LEWISBURG, Pa. -- Pat Flannery tugged on his suit before stepping to the podium, a routine he'd performed hundreds of times in postgame news conferences in his 14 years as Bucknell basketball coach.
Friday was different. He wasn't rehashing the Bison's two NCAA tournaments during his tenure, highlighted by an upset of Kansas in 2005, nor explaining how the small Patriot League school could reach the Top 25 the following season.
Flannery was about to announce his retirement.
He said he will step down effective July 1, when he will assume a new job as a fundraiser for the university. He cited a desire to spend more time with family as a big factor in leaving as head coach at his alma mater.
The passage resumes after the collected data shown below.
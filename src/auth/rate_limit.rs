//! Sliding-window quota per API key.
//!
//! A request is allowed when fewer than the tier's ceiling have been recorded for
//! the key in the trailing [`WINDOW_SECS`] seconds. Allowed requests are recorded;
//! rejected ones are not, so a client hammering the endpoint recovers as soon as
//! its window drains.

use chrono::{DateTime, Duration, Utc};
use serde::{Deserialize, Serialize};

use super::keys::{KeyStore, UsageCheck};

/// Length of the sliding window, also sent as `Retry-After` on rejection.
pub const WINDOW_SECS: i64 = 60;

/// Rate-limit class attached to an API key.
#[derive(Debug, Clone, Copy, PartialEq, Eq, Serialize, Deserialize)]
#[serde(rename_all = "snake_case")]
pub enum Tier {
    Free,
    Pro,
    Enterprise,
}

impl Tier {
    pub fn as_str(&self) -> &'static str {
        match self {
            Self::Free => "free",
            Self::Pro => "pro",
            Self::Enterprise => "enterprise",
        }
    }
}

impl std::fmt::Display for Tier {
    fn fmt(&self, f: &mut std::fmt::Formatter<'_>) -> std::fmt::Result {
        f.write_str(self.as_str())
    }
}

impl std::str::FromStr for Tier {
    type Err = String;

    fn from_str(s: &str) -> Result<Self, Self::Err> {
        match s {
            "free" => Ok(Self::Free),
            "pro" => Ok(Self::Pro),
            "enterprise" => Ok(Self::Enterprise),
            _ => Err(format!("unknown tier: {s}")),
        }
    }
}

/// What to do when current usage cannot be read from the key store.
#[derive(Debug, Clone, Copy, PartialEq, Eq, Default, Deserialize)]
#[serde(rename_all = "snake_case")]
pub enum QuotaFailurePolicy {
    /// Let the request through; availability over strict quota enforcement.
    #[default]
    Open,
    /// Reject the request as if the quota were exhausted.
    Closed,
}

/// Outcome of a quota check.
#[derive(Debug, Clone, Copy, PartialEq, Eq)]
pub enum QuotaDecision {
    Allowed {
        remaining: u64,
        /// Unix seconds at which the current window ends.
        reset_at: i64,
    },
    Exceeded {
        reset_at: i64,
    },
}

/// Check and record one request for `key_id` against `limit`.
///
/// The count and the record happen in one store call, so concurrent requests on
/// the same key cannot all slip under the ceiling.
pub fn check_quota(
    store: &dyn KeyStore,
    key_id: &str,
    limit: u64,
    policy: QuotaFailurePolicy,
    now: DateTime<Utc>,
) -> QuotaDecision {
    let reset_at = (now + Duration::seconds(WINDOW_SECS)).timestamp();
    let since = now - Duration::seconds(WINDOW_SECS);

    match store.check_and_record(key_id, since, limit, now) {
        Ok(UsageCheck::Recorded { used }) => QuotaDecision::Allowed {
            remaining: limit.saturating_sub(used + 1),
            reset_at,
        },
        Ok(UsageCheck::OverLimit { used }) => {
            tracing::info!(key_id, used, limit, "rate limit exceeded");
            QuotaDecision::Exceeded { reset_at }
        }
        Err(e) => {
            tracing::warn!(key_id, error = %e, ?policy, "quota check failed");
            match policy {
                QuotaFailurePolicy::Open => QuotaDecision::Allowed {
                    remaining: limit.saturating_sub(1),
                    reset_at,
                },
                QuotaFailurePolicy::Closed => QuotaDecision::Exceeded { reset_at },
            }
        }
    }
}
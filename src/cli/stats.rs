use anyhow::Result;

use memvault::config::MemvaultConfig;
use memvault::memory::service::MemoryService;
use memvault::memory::types::MemoryType;

/// Display memory statistics for one user.
pub fn stats(config: &MemvaultConfig, user_id: &str) -> Result<()> {
    let service = MemoryService::new(config.resolved_data_dir());
    let response = service.stats(user_id)?;

    println!("Memory Statistics ({user_id})");
    println!("{}", "=".repeat(40));
    println!("  Total memories:      {}", response.total_memories);
    println!("  Avg importance:      {:.3}", response.avg_importance);
    println!();

    println!("By Type:");
    for t in MemoryType::ALL {
        let count = response.by_type.get(t.as_str()).copied().unwrap_or(0);
        println!("  {:<12} {}", t.as_str(), count);
    }
    println!();

    if let Some(ref oldest) = response.oldest_memory {
        println!("Oldest memory:         {oldest}");
    }
    if let Some(ref newest) = response.newest_memory {
        println!("Newest memory:         {newest}");
    }

    Ok(())
}
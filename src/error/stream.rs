use std::fmt::{Display, Formatter};
use std::io::ErrorKind;

#[derive(Debug, PartialEq, Eq)]
pub enum StreamError {
    /// A non-final frame was exhausted but the frame source has
    /// no further frame to offer.
    MissingContinuation,

    /// The transport reached EOF before the current frame's
    /// payload was fully delivered.
    UnexpectedEof,

    /// Seeking a live frame stream is not a thing.
    NotSeekable,
}

impl Display for StreamError {
    fn fmt(&self, f: &mut Formatter<'_>) -> std::fmt::Result {
        use StreamError::*;
        match self {
            MissingContinuation => write!(f, "No continuation frame for unfinished message"),
            UnexpectedEof => write!(f, "Transport EOF inside frame payload"),
            NotSeekable => write!(f, "Frame stream is read-only and forward-only"),
        }
    }
}

impl std::error::Error for StreamError {}

/// Let stream errors travel through `std::io` signatures.
impl From<StreamError> for std::io::Error {
    fn from(e: StreamError) -> Self {
        use StreamError::*;
        let kind = match &e {
            MissingContinuation => ErrorKind::InvalidData,
            UnexpectedEof => ErrorKind::UnexpectedEof,
            NotSeekable => ErrorKind::Unsupported,
        };
        std::io::Error::new(kind, e)
    }
}
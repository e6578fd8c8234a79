//! Frame payload.
//!
//! One frame's decoded content: optional extension data negotiated
//! by an extension (none by default), followed by the application
//! data. Used on the receive path once a payload is fully assembled
//! in memory, and on the send path before framing.

use std::borrow::Cow;

use crate::error::FrameError;
use crate::frame::mask::apply_mask4;

/// Max representable frame payload length, per RFC-6455:
/// the most significant bit of a 64-bit length must be 0.
pub const MAX_PAYLOAD_LEN: u64 = (1 << 63) - 1;

/// Combined length, rejected past [`MAX_PAYLOAD_LEN`].
#[inline]
fn checked_total(ext: usize, app: usize) -> Result<u64, FrameError> {
    let total = ext as u128 + app as u128;
    if total > MAX_PAYLOAD_LEN as u128 {
        return Err(FrameError::PayloadOverflow);
    }
    Ok(total as u64)
}

/// Payload of a single frame.
#[derive(Debug, Clone, PartialEq, Eq)]
pub struct PayloadData {
    extension: Vec<u8>,
    application: Vec<u8>,
    masked: bool,
}

impl PayloadData {
    /// Construct an unmasked payload.
    ///
    /// Empty parts are valid; the only constraint is the combined
    /// length limit, checked here once so the rest of the crate can
    /// trust it.
    #[inline]
    pub fn new(extension: Vec<u8>, application: Vec<u8>) -> Result<Self, FrameError> {
        Self::new_masked(extension, application, false)
    }

    /// Construct a payload whose bytes are already masked,
    /// e.g. read straight off the wire.
    pub fn new_masked(
        extension: Vec<u8>,
        application: Vec<u8>,
        masked: bool,
    ) -> Result<Self, FrameError> {
        checked_total(extension.len(), application.len())?;
        Ok(Self {
            extension,
            application,
            masked,
        })
    }

    /// Application-data-only payload, the common case.
    #[inline]
    pub fn from_application(application: Vec<u8>) -> Result<Self, FrameError> {
        Self::new(Vec::new(), application)
    }

    #[inline]
    pub fn extension(&self) -> &[u8] { &self.extension }

    #[inline]
    pub fn application(&self) -> &[u8] { &self.application }

    /// Combined length of extension and application data.
    #[inline]
    pub fn len(&self) -> u64 { self.extension.len() as u64 + self.application.len() as u64 }

    #[inline]
    pub fn is_empty(&self) -> bool { self.extension.is_empty() && self.application.is_empty() }

    /// Whether the bytes currently carry a mask.
    #[inline]
    pub const fn is_masked(&self) -> bool { self.masked }

    /// Apply the 4-byte XOR mask in place.
    ///
    /// Masking is a pure positional XOR, so applying the same key
    /// twice restores the original bytes. Each successful call flips
    /// [`is_masked`](Self::is_masked).
    ///
    /// The key must be exactly 4 bytes, otherwise
    /// [`FrameError::IllegalMaskKey`] is returned and nothing is
    /// touched.
    pub fn mask(&mut self, key: &[u8]) -> Result<(), FrameError> {
        let key: [u8; 4] = key.try_into().map_err(|_| FrameError::IllegalMaskKey)?;

        if !self.extension.is_empty() {
            apply_mask4(key, &mut self.extension);
        }
        if !self.application.is_empty() {
            apply_mask4(key, &mut self.application);
        }

        self.masked = !self.masked;
        Ok(())
    }

    /// The wire bytes: extension data followed by application data.
    ///
    /// With no extension data this borrows the application buffer
    /// directly instead of copying.
    pub fn to_bytes(&self) -> Cow<'_, [u8]> {
        if self.extension.is_empty() {
            return Cow::Borrowed(&self.application);
        }
        let mut buf = Vec::with_capacity(self.extension.len() + self.application.len());
        buf.extend_from_slice(&self.extension);
        buf.extend_from_slice(&self.application);
        Cow::Owned(buf)
    }

    /// Consume into the wire bytes, reusing the application buffer
    /// when there is no extension data.
    pub fn into_bytes(self) -> Vec<u8> {
        if self.extension.is_empty() {
            return self.application;
        }
        let mut buf = self.extension;
        buf.extend_from_slice(&self.application);
        buf
    }

    /// Iterate over the combined bytes without materializing a
    /// concatenated copy.
    #[inline]
    pub fn iter(&self) -> impl Iterator<Item = u8> + '_ {
        self.extension
            .iter()
            .chain(self.application.iter())
            .copied()
    }
}

#[cfg(test)]
mod test {
    use super::*;

    #[test]
    fn mask_round_trip() {
        let ext: Vec<u8> = (0..64).map(|_| rand::random()).collect();
        let app: Vec<u8> = (0..1024).map(|_| rand::random()).collect();
        let key: [u8; 4] = rand::random();

        let mut payload = PayloadData::new(ext.clone(), app.clone()).unwrap();
        assert!(!payload.is_masked());

        payload.mask(&key).unwrap();
        assert!(payload.is_masked());

        payload.mask(&key).unwrap();
        assert!(!payload.is_masked());
        assert_eq!(payload.extension(), &ext);
        assert_eq!(payload.application(), &app);
    }

    #[test]
    fn mask_round_trip_no_extension() {
        let app: Vec<u8> = (0..777).map(|_| rand::random()).collect();
        let key: [u8; 4] = rand::random();

        let mut payload = PayloadData::from_application(app.clone()).unwrap();
        payload.mask(&key).unwrap();
        payload.mask(&key).unwrap();

        assert_eq!(payload.application(), &app);
        assert!(payload.extension().is_empty());
    }

    #[test]
    fn mask_bad_key() {
        let mut payload = PayloadData::from_application(b"data".to_vec()).unwrap();

        for len in [0, 1, 2, 3, 5, 16] {
            let key = vec![0x5a; len];
            assert_eq!(payload.mask(&key), Err(FrameError::IllegalMaskKey));
            // a failed call must not flip the flag
            assert!(!payload.is_masked());
            assert_eq!(payload.application(), b"data");
        }
    }

    #[test]
    fn length_limit() {
        let half = 1_usize << 62;

        assert_eq!(checked_total(half, half - 1).unwrap(), MAX_PAYLOAD_LEN);
        assert_eq!(
            checked_total(half, half),
            Err(FrameError::PayloadOverflow)
        );
        assert_eq!(
            checked_total(usize::MAX, usize::MAX),
            Err(FrameError::PayloadOverflow)
        );
        assert_eq!(checked_total(0, 0).unwrap(), 0);
    }

    #[test]
    fn to_bytes_borrows_application() {
        let payload = PayloadData::from_application(b"hello".to_vec()).unwrap();
        let bytes = payload.to_bytes();
        assert!(matches!(bytes, Cow::Borrowed(_)));
        assert_eq!(&bytes[..], b"hello");

        let payload = PayloadData::new(b"ex".to_vec(), b"hello".to_vec()).unwrap();
        let bytes = payload.to_bytes();
        assert!(matches!(bytes, Cow::Owned(_)));
        assert_eq!(&bytes[..], b"exhello");
    }

    #[test]
    fn iter_crosses_parts() {
        let payload = PayloadData::new(b"ab".to_vec(), b"cdef".to_vec()).unwrap();
        let collected: Vec<u8> = payload.iter().collect();
        assert_eq!(&collected, b"abcdef");
        assert_eq!(collected.len() as u64, payload.len());

        let payload = PayloadData::new(Vec::new(), Vec::new()).unwrap();
        assert!(payload.is_empty());
        assert_eq!(payload.iter().count(), 0);
    }

    #[test]
    fn into_bytes() {
        let payload = PayloadData::from_application(b"hello".to_vec()).unwrap();
        assert_eq!(payload.into_bytes(), b"hello");

        let payload = PayloadData::new(b"ex".to_vec(), b"hello".to_vec()).unwrap();
        assert_eq!(payload.into_bytes(), b"exhello");
    }
}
"The one thing you'll notice today, I have a tie on, and I'm not chasing an official," joked Flannery, known for his fiery demeanor on the sideline. "So that will be something I will very much enjoy in my next role."
Bucknell president Brian Mitchell called the decision a "tremendous loss to our basketball program." The school will begin a nationwide coaching search, athletic director John Hardt said.
Flannery had a 234-178 record at Bucknell and won three regular-season conference titles. Bucknell went 11-18 during the past regular season and lost in the second round of the league tournament.
Flannery's tenure will be best remembered for the upset of Kansas in the NCAA tournament three years ago that capped a season full of upsets for the Bison.
The following season, Bucknell became the first Patriot League team to be ranked in the AP Top 25, and defeated Arkansas in the NCAAs to move to the second round again.
His retirement announcement came on a picture-perfect sunny morning in front of the school's Alumni House, adorned with the school colors of bright orange and blue.
Birds chirped in the background as Flannery, flanked by his wife and two sons, spoke at a podium under a blooming tree. Some team members and his staff watched from a closed-off campus street.
"They're growing up too fast, really too fast," the 50-year-old Flannery, who has been in the coaching profession for 28 years, said about his sons. "I'm really looking forward to spending more time" with them.
Flannery experienced health problems in recent years and missed a few games this season with an illness the university declined to discuss. Flannery said he's completely healthy and his health had nothing to do directly with the decision that had been "coming over years."
But he said the illness, along with the sudden death last year of Wake Forest coach Skip Prosser, were factors in pondering a change. Prosser's son, Mark, is a Bucknell assistant.
Flannery's bosses had been aware that he had explored administrative opportunities at other schools in the past. The opportunity from Mitchell to move to a fundraising role was only recently presented, and a decision made within three days, Flannery said.
In breaking the news to his team Thursday, Bucknell relayed a saying from former player Abe Badmus.
"Painless memories," he said. "That means no regrets, and that's exactly where I'm at in my life right now, and I couldn't be happier."